Gather every line in the records below that contains the word "result".

**Stored data entries**
====================
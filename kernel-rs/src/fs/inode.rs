//! File headers.
//!
//! A file header (the i-node of this file system) maps a file's bytes onto
//! disk sectors: a direct table that fills the rest of the header's own
//! sector, and one doubly-indirect sector for everything past it. The
//! header is exactly one sector on disk, so fetching and writing it back is
//! a single transfer.
//!
//! A header can be initialized two ways: `allocate` builds a fresh one out
//! of the free-sector map for a newly created file, and `fetch_from` reads
//! one off disk. `extend` grows a live file in place; it synchronizes
//! against concurrent users through the file table's per-inode lock, so two
//! writers growing the same file cannot double-allocate.
//!
//! Sector numbers are `NOT_ASSIGNED` wherever nothing has been wired in;
//! deallocation tolerates such holes at every level.

use core::mem;

use static_assertions::const_assert;
use zerocopy::{AsBytes, FromBytes};

use crate::{
    fs::Bitmap,
    param::{
        div_round_up, MAX_FILE_SECTORS, NOT_ASSIGNED, NUM_DIRECT, NUM_INDIRECT, SECTOR_SIZE,
    },
    proc::KernelCtx,
};

/// On-disk file header.
#[repr(C)]
#[derive(Clone, Copy, AsBytes, FromBytes)]
pub struct RawFileHeader {
    /// Sector of the level-1 indirect table, or `NOT_ASSIGNED`.
    pub unref_sectors: u32,
    /// Bytes in the file.
    pub num_bytes: u32,
    /// Data sectors allocated to the file.
    pub num_sectors: u32,
    /// Disk sector numbers for the first `NUM_DIRECT` data blocks.
    pub data_sectors: [u32; NUM_DIRECT],
}

const_assert!(mem::size_of::<RawFileHeader>() <= SECTOR_SIZE);

/// One indirect table: a sector holding nothing but sector numbers.
#[repr(C)]
#[derive(Clone, Copy, AsBytes, FromBytes)]
struct IndirectBlock {
    sectors: [u32; NUM_INDIRECT],
}

const_assert!(mem::size_of::<IndirectBlock>() == SECTOR_SIZE);

impl IndirectBlock {
    fn empty() -> Self {
        Self {
            sectors: [NOT_ASSIGNED; NUM_INDIRECT],
        }
    }

    fn fetch(ctx: &KernelCtx<'_>, sector: u32) -> Self {
        let mut buf = [0; SECTOR_SIZE];
        ctx.kernel().disk().read_sector(ctx, sector, &mut buf);
        let mut block = IndirectBlock::new_zeroed();
        block.as_bytes_mut().copy_from_slice(&buf);
        block
    }

    fn write_back(&self, ctx: &KernelCtx<'_>, sector: u32) {
        let mut buf = [0; SECTOR_SIZE];
        buf.copy_from_slice(self.as_bytes());
        ctx.kernel().disk().write_sector(ctx, sector, &buf);
    }
}

pub struct FileHeader {
    raw: RawFileHeader,
    /// Sector this header was fetched from, or `NOT_ASSIGNED` for a header
    /// that has never touched the disk.
    sector: u32,
}

impl FileHeader {
    pub fn new() -> Self {
        Self {
            raw: RawFileHeader {
                unref_sectors: NOT_ASSIGNED,
                num_bytes: 0,
                num_sectors: 0,
                data_sectors: [NOT_ASSIGNED; NUM_DIRECT],
            },
            sector: NOT_ASSIGNED,
        }
    }

    /// Read a header off disk.
    pub fn fetch_from(ctx: &KernelCtx<'_>, sector: u32) -> Self {
        let mut header = Self::new();
        header.refetch_at(ctx, sector);
        header
    }

    fn refetch_at(&mut self, ctx: &KernelCtx<'_>, sector: u32) {
        let mut buf = [0; SECTOR_SIZE];
        ctx.kernel().disk().read_sector(ctx, sector, &mut buf);
        self.raw
            .as_bytes_mut()
            .copy_from_slice(&buf[..mem::size_of::<RawFileHeader>()]);
        self.sector = sector;
    }

    /// Write the header back to `sector`.
    pub fn write_back(&mut self, ctx: &KernelCtx<'_>, sector: u32) {
        self.sector = sector;
        let mut buf = [0; SECTOR_SIZE];
        buf[..mem::size_of::<RawFileHeader>()].copy_from_slice(self.raw.as_bytes());
        ctx.kernel().disk().write_sector(ctx, sector, &buf);
    }

    pub fn raw(&self) -> &RawFileHeader {
        &self.raw
    }

    pub fn sector(&self) -> u32 {
        self.sector
    }

    /// Bytes in the file.
    pub fn length(&self) -> u32 {
        self.raw.num_bytes
    }

    pub fn num_sectors(&self) -> u32 {
        self.raw.num_sectors
    }

    /// Record that the file's content now reaches `num_bytes`. Only ever
    /// grows into sectors that are already allocated.
    pub fn set_length(&mut self, num_bytes: u32) {
        assert!(
            div_round_up(num_bytes as usize, SECTOR_SIZE) <= self.raw.num_sectors as usize,
            "file length past allocated sectors"
        );
        self.raw.num_bytes = num_bytes;
    }

    /// Build a fresh header for a file of `file_size` bytes, taking data
    /// sectors from `free_map`. Returns false when the disk cannot hold the
    /// file; the caller then discards its bitmap copy, so a partial
    /// allocation is harmless.
    pub fn allocate(&mut self, ctx: &KernelCtx<'_>, free_map: &mut Bitmap, file_size: u32) -> bool {
        log::debug!("allocate header: {} bytes", file_size);
        self.raw.data_sectors = [NOT_ASSIGNED; NUM_DIRECT];
        self.raw.unref_sectors = NOT_ASSIGNED;
        self.raw.num_bytes = 0;
        self.raw.num_sectors = 0;

        if file_size == 0 {
            return true;
        }

        let num_sectors = div_round_up(file_size as usize, SECTOR_SIZE);
        if num_sectors > MAX_FILE_SECTORS || free_map.count_clear() < num_sectors {
            log::debug!("allocate header: no room for {} sectors", num_sectors);
            return false;
        }
        self.raw.num_bytes = file_size;
        self.raw.num_sectors = num_sectors as u32;

        for i in 0..num_sectors.min(NUM_DIRECT) {
            let sector = match free_map.find() {
                Some(s) => s,
                None => return false,
            };
            self.raw.data_sectors[i] = sector;
            ctx.kernel().disk().clear_sector(ctx, sector);
        }

        if num_sectors <= NUM_DIRECT {
            return true;
        }

        // Overflow into the two indirect levels.
        let unref = match free_map.find() {
            Some(s) => s,
            None => return false,
        };
        self.raw.unref_sectors = unref;
        let mut rest = num_sectors - NUM_DIRECT;
        let mut level1 = IndirectBlock::empty();
        for i in 0..NUM_INDIRECT {
            if rest == 0 {
                break;
            }
            let l1 = match free_map.find() {
                Some(s) => s,
                None => return false,
            };
            level1.sectors[i] = l1;
            let mut level2 = IndirectBlock::empty();
            for slot in level2.sectors.iter_mut() {
                if rest == 0 {
                    break;
                }
                let sector = match free_map.find() {
                    Some(s) => s,
                    None => return false,
                };
                *slot = sector;
                ctx.kernel().disk().clear_sector(ctx, sector);
                rest -= 1;
            }
            level2.write_back(ctx, l1);
        }
        level1.write_back(ctx, unref);
        rest == 0
    }

    /// Give every sector of this file back to `free_map` and reset the
    /// header. Partial allocations (holes at any level) are fine.
    pub fn deallocate(&mut self, ctx: &KernelCtx<'_>, free_map: &mut Bitmap) {
        let direct = (self.raw.num_sectors as usize).min(NUM_DIRECT);
        for i in 0..direct {
            let sector = self.raw.data_sectors[i];
            if sector != NOT_ASSIGNED {
                assert!(free_map.test(sector), "deallocate: sector {} not marked", sector);
                free_map.clear(sector);
                self.raw.data_sectors[i] = NOT_ASSIGNED;
            }
        }

        if self.raw.unref_sectors != NOT_ASSIGNED {
            let level1 = IndirectBlock::fetch(ctx, self.raw.unref_sectors);
            for l1 in level1.sectors.iter() {
                if *l1 != NOT_ASSIGNED && free_map.test(*l1) {
                    let level2 = IndirectBlock::fetch(ctx, *l1);
                    for l2 in level2.sectors.iter() {
                        if *l2 != NOT_ASSIGNED && free_map.test(*l2) {
                            free_map.clear(*l2);
                        }
                    }
                    free_map.clear(*l1);
                }
            }
            free_map.clear(self.raw.unref_sectors);
        }
        self.raw.unref_sectors = NOT_ASSIGNED;
        self.raw.num_bytes = 0;
        self.raw.num_sectors = 0;
    }

    /// Grow the file by whole sectors so that it can hold `extra_bytes`
    /// more. Atomic against other users of the same inode: the per-inode
    /// file lock is held while the header is re-read, grown and written
    /// back. Returns false (leaving the on-disk state untouched) when the
    /// bitmap cannot satisfy the whole demand.
    pub fn extend(&mut self, ctx: &KernelCtx<'_>, free_map: &mut Bitmap, extra_bytes: u32) -> bool {
        assert!(
            self.sector != NOT_ASSIGNED,
            "extend: header was never on disk"
        );
        if extra_bytes == 0 {
            return true;
        }
        let node = ctx
            .kernel()
            .filetable()
            .find_or_add(self.sector, "header");
        node.file_lock().acquire(ctx);
        let result = self.extend_locked(ctx, free_map, extra_bytes);
        node.file_lock().release(ctx);
        result
    }

    fn extend_locked(
        &mut self,
        ctx: &KernelCtx<'_>,
        free_map: &mut Bitmap,
        extra_bytes: u32,
    ) -> bool {
        // Pick up growth done by whoever held the lock before us.
        let sector = self.sector;
        self.refetch_at(ctx, sector);

        let new_sectors = div_round_up(extra_bytes as usize, SECTOR_SIZE);
        let current = self.raw.num_sectors as usize;
        if current + new_sectors > MAX_FILE_SECTORS {
            return false;
        }

        // Count the whole demand up front: data sectors, plus the level-1
        // table if it does not exist yet, plus new level-2 tables.
        let mut total = new_sectors;
        if current + new_sectors > NUM_DIRECT {
            if self.raw.unref_sectors == NOT_ASSIGNED {
                total += 1;
            }
            total += div_round_up(new_sectors, NUM_INDIRECT);
        }
        if free_map.count_clear() < total {
            log::debug!("extend: need {} sectors, bitmap is short", total);
            return false;
        }

        let mut remaining = new_sectors;
        for i in current..NUM_DIRECT {
            if remaining == 0 {
                break;
            }
            let sector = match free_map.find() {
                Some(s) => s,
                None => return false,
            };
            self.raw.data_sectors[i] = sector;
            ctx.kernel().disk().clear_sector(ctx, sector);
            remaining -= 1;
        }

        if remaining > 0 {
            let mut level1 = if self.raw.unref_sectors == NOT_ASSIGNED {
                let unref = match free_map.find() {
                    Some(s) => s,
                    None => return false,
                };
                self.raw.unref_sectors = unref;
                IndirectBlock::empty()
            } else {
                IndirectBlock::fetch(ctx, self.raw.unref_sectors)
            };

            let first = current.saturating_sub(NUM_DIRECT) / NUM_INDIRECT;
            for i in first..NUM_INDIRECT {
                if remaining == 0 {
                    break;
                }
                let mut level2 = if level1.sectors[i] == NOT_ASSIGNED {
                    let l1 = match free_map.find() {
                        Some(s) => s,
                        None => return false,
                    };
                    level1.sectors[i] = l1;
                    IndirectBlock::empty()
                } else {
                    IndirectBlock::fetch(ctx, level1.sectors[i])
                };
                for slot in level2.sectors.iter_mut() {
                    if remaining == 0 {
                        break;
                    }
                    if *slot == NOT_ASSIGNED {
                        let sector = match free_map.find() {
                            Some(s) => s,
                            None => return false,
                        };
                        *slot = sector;
                        ctx.kernel().disk().clear_sector(ctx, sector);
                        remaining -= 1;
                    }
                }
                level2.write_back(ctx, level1.sectors[i]);
            }
            level1.write_back(ctx, self.raw.unref_sectors);
        }

        self.raw.num_sectors += new_sectors as u32;
        self.raw.num_bytes += extra_bytes;
        self.write_back(ctx, sector);
        remaining == 0
    }

    /// The sector storing a particular byte of the file, following the
    /// two-level indirection. None past the end of the file.
    pub fn byte_to_sector(&self, ctx: &KernelCtx<'_>, offset: u32) -> Option<u32> {
        let index = (offset as usize) / SECTOR_SIZE;
        if index >= self.raw.num_sectors as usize {
            return None;
        }
        if index < NUM_DIRECT {
            let sector = self.raw.data_sectors[index];
            return if sector == NOT_ASSIGNED { None } else { Some(sector) };
        }
        if self.raw.unref_sectors == NOT_ASSIGNED {
            return None;
        }
        let index = index - NUM_DIRECT;
        let level1 = IndirectBlock::fetch(ctx, self.raw.unref_sectors);
        let l1 = level1.sectors[index / NUM_INDIRECT];
        if l1 == NOT_ASSIGNED {
            return None;
        }
        let level2 = IndirectBlock::fetch(ctx, l1);
        let sector = level2.sectors[index % NUM_INDIRECT];
        if sector == NOT_ASSIGNED {
            None
        } else {
            Some(sector)
        }
    }

    /// Every sector reachable from this header, headers and indirect tables
    /// included. Used by the consistency check.
    pub fn reachable_sectors(&self, ctx: &KernelCtx<'_>) -> Vec<u32> {
        let mut sectors = Vec::new();
        let direct = (self.raw.num_sectors as usize).min(NUM_DIRECT);
        for i in 0..direct {
            if self.raw.data_sectors[i] != NOT_ASSIGNED {
                sectors.push(self.raw.data_sectors[i]);
            }
        }
        if self.raw.unref_sectors != NOT_ASSIGNED {
            sectors.push(self.raw.unref_sectors);
            let level1 = IndirectBlock::fetch(ctx, self.raw.unref_sectors);
            for l1 in level1.sectors.iter() {
                if *l1 == NOT_ASSIGNED {
                    continue;
                }
                sectors.push(*l1);
                let level2 = IndirectBlock::fetch(ctx, *l1);
                for l2 in level2.sectors.iter() {
                    if *l2 != NOT_ASSIGNED {
                        sectors.push(*l2);
                    }
                }
            }
        }
        sectors
    }
}

impl Default for FileHeader {
    fn default() -> Self {
        Self::new()
    }
}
====================
**TASK SOLUTION**
        let result = self.extend_locked(ctx, free_map, extra_bytes);
        result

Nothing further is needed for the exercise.